[Provided data Boundary: Start]

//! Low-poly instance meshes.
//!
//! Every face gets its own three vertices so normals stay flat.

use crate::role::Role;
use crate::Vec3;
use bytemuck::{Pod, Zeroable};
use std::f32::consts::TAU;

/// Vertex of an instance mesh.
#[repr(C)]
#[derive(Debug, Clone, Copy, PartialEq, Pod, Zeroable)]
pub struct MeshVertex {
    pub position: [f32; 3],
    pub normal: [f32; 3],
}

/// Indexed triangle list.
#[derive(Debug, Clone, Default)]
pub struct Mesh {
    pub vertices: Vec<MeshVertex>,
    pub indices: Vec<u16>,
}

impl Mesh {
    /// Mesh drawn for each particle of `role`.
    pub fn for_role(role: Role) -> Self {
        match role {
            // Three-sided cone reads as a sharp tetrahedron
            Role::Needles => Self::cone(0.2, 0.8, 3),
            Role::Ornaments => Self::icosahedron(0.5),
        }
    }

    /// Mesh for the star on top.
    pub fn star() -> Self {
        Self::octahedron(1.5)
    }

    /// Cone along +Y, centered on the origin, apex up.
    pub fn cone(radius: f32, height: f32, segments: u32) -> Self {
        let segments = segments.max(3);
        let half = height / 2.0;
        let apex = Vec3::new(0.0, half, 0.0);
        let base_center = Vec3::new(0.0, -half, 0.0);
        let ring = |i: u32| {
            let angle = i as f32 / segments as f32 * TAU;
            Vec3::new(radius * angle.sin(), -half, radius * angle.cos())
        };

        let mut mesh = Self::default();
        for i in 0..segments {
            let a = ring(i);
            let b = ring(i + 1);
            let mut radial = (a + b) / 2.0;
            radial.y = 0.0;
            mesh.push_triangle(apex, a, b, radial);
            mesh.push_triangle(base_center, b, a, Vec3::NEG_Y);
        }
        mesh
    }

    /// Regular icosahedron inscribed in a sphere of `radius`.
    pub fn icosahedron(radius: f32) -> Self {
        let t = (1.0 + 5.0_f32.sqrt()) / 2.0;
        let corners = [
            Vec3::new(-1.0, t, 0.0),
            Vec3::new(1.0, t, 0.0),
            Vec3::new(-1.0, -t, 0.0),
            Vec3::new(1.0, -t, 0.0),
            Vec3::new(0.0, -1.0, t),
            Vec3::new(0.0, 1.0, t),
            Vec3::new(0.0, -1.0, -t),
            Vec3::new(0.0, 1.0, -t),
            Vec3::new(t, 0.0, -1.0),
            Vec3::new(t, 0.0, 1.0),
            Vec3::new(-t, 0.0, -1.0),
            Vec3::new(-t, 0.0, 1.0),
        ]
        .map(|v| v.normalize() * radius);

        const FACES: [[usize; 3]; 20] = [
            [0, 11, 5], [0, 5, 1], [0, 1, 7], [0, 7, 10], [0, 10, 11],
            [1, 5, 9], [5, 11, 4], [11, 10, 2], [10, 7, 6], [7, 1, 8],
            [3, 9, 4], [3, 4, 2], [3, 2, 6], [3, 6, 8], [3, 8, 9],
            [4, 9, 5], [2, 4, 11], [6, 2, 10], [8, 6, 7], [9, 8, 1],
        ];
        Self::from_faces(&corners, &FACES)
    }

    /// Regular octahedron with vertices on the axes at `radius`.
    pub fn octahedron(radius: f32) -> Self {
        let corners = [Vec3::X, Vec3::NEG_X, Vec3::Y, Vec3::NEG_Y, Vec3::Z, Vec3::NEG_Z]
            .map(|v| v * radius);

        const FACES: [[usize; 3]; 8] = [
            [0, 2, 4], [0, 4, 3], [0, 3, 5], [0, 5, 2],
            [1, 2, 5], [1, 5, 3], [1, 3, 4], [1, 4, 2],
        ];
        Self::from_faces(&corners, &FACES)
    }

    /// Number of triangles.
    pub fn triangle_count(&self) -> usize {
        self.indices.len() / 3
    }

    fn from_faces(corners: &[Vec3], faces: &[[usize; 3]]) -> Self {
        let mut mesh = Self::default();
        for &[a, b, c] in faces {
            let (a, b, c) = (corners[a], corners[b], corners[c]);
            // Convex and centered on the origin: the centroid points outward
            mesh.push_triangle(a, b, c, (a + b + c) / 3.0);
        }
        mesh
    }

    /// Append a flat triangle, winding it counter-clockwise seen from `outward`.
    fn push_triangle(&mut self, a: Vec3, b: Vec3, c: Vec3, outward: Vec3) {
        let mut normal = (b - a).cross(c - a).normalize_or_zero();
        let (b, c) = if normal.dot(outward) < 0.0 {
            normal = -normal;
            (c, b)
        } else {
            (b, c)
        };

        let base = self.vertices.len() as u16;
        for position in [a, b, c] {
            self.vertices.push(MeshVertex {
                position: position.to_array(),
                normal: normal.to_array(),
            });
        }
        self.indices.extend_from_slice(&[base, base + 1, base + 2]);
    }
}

[Provided data Boundary: End]
[Provided data Boundary: Start]

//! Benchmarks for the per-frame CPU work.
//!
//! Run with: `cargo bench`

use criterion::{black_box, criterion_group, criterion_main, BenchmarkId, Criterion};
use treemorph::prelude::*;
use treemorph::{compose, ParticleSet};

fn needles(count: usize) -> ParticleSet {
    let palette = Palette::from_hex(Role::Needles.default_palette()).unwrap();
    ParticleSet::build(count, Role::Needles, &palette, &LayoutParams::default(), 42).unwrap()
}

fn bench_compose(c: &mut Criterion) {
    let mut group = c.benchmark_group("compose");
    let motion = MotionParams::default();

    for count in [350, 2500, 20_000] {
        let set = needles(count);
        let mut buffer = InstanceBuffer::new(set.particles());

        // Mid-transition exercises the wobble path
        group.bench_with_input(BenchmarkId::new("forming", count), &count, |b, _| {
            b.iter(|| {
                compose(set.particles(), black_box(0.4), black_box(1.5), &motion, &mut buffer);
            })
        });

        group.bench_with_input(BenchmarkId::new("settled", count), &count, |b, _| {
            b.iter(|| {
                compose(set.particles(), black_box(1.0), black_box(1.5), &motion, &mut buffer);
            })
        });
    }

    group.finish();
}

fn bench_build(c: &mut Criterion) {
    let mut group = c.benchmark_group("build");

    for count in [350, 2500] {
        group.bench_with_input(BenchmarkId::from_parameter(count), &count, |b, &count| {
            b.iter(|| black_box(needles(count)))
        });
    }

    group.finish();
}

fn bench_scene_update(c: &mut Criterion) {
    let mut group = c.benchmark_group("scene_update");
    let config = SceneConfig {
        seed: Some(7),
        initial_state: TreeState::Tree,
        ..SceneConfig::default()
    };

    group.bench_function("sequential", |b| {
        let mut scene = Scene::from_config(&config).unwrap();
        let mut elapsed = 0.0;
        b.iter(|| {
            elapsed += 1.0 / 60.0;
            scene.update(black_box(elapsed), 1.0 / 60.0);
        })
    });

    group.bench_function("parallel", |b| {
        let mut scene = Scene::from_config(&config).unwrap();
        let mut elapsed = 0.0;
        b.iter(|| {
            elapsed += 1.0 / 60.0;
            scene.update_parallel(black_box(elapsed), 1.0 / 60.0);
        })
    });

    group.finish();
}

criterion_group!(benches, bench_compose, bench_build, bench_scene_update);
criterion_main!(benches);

[Provided data Boundary: End]
[Provided data Boundary: Start]

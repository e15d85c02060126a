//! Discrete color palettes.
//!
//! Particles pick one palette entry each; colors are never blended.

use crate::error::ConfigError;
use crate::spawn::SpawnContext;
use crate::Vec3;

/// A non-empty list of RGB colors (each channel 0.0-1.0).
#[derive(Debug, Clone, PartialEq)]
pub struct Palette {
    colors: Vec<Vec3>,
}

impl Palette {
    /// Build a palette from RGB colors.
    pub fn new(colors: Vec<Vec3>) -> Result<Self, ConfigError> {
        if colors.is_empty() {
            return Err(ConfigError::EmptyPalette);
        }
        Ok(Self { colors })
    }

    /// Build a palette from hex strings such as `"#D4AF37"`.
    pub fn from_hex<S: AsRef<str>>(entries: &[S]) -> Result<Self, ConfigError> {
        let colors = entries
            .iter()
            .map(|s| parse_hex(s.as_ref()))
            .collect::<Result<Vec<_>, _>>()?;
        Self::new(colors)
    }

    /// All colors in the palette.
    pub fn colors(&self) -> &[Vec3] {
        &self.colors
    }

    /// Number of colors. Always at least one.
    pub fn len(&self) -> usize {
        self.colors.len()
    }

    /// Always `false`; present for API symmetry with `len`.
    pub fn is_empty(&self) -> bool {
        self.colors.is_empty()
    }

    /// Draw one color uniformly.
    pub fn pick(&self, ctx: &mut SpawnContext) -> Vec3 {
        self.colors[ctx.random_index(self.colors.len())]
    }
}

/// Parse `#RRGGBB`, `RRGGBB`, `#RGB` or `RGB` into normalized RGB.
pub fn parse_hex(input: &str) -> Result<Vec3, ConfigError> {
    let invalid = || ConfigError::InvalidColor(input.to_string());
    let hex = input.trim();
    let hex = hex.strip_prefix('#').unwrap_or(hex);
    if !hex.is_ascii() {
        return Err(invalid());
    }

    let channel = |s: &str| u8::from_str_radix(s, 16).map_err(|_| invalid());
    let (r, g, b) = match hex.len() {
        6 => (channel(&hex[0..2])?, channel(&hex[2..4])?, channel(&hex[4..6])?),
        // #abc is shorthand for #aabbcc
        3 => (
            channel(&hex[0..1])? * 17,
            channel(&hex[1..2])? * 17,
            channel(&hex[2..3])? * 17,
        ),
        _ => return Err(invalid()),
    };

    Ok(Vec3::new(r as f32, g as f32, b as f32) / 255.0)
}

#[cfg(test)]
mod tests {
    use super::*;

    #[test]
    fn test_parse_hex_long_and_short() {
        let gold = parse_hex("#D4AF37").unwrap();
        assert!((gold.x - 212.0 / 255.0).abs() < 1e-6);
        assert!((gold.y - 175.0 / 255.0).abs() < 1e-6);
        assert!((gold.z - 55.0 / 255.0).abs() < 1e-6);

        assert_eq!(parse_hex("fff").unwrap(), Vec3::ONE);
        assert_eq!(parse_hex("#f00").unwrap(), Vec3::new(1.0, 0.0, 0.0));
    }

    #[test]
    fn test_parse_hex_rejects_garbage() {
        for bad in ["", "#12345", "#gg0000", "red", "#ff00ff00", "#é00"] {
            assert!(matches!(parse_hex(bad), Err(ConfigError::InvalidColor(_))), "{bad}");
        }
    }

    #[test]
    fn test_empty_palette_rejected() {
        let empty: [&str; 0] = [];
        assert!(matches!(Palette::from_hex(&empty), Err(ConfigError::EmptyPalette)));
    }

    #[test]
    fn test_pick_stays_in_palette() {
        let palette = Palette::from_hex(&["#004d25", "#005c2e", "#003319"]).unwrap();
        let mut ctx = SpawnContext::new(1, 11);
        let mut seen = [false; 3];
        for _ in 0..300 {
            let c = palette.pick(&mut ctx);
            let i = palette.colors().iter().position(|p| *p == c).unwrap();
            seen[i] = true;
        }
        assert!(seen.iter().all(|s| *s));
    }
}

[Provided data Boundary: End]

Description of the task: Show all lines above holding "Zeroable".

Completed exercise:
use bytemuck::{Pod, Zeroable};
#[derive(Debug, Clone, Copy, PartialEq, Pod, Zeroable)]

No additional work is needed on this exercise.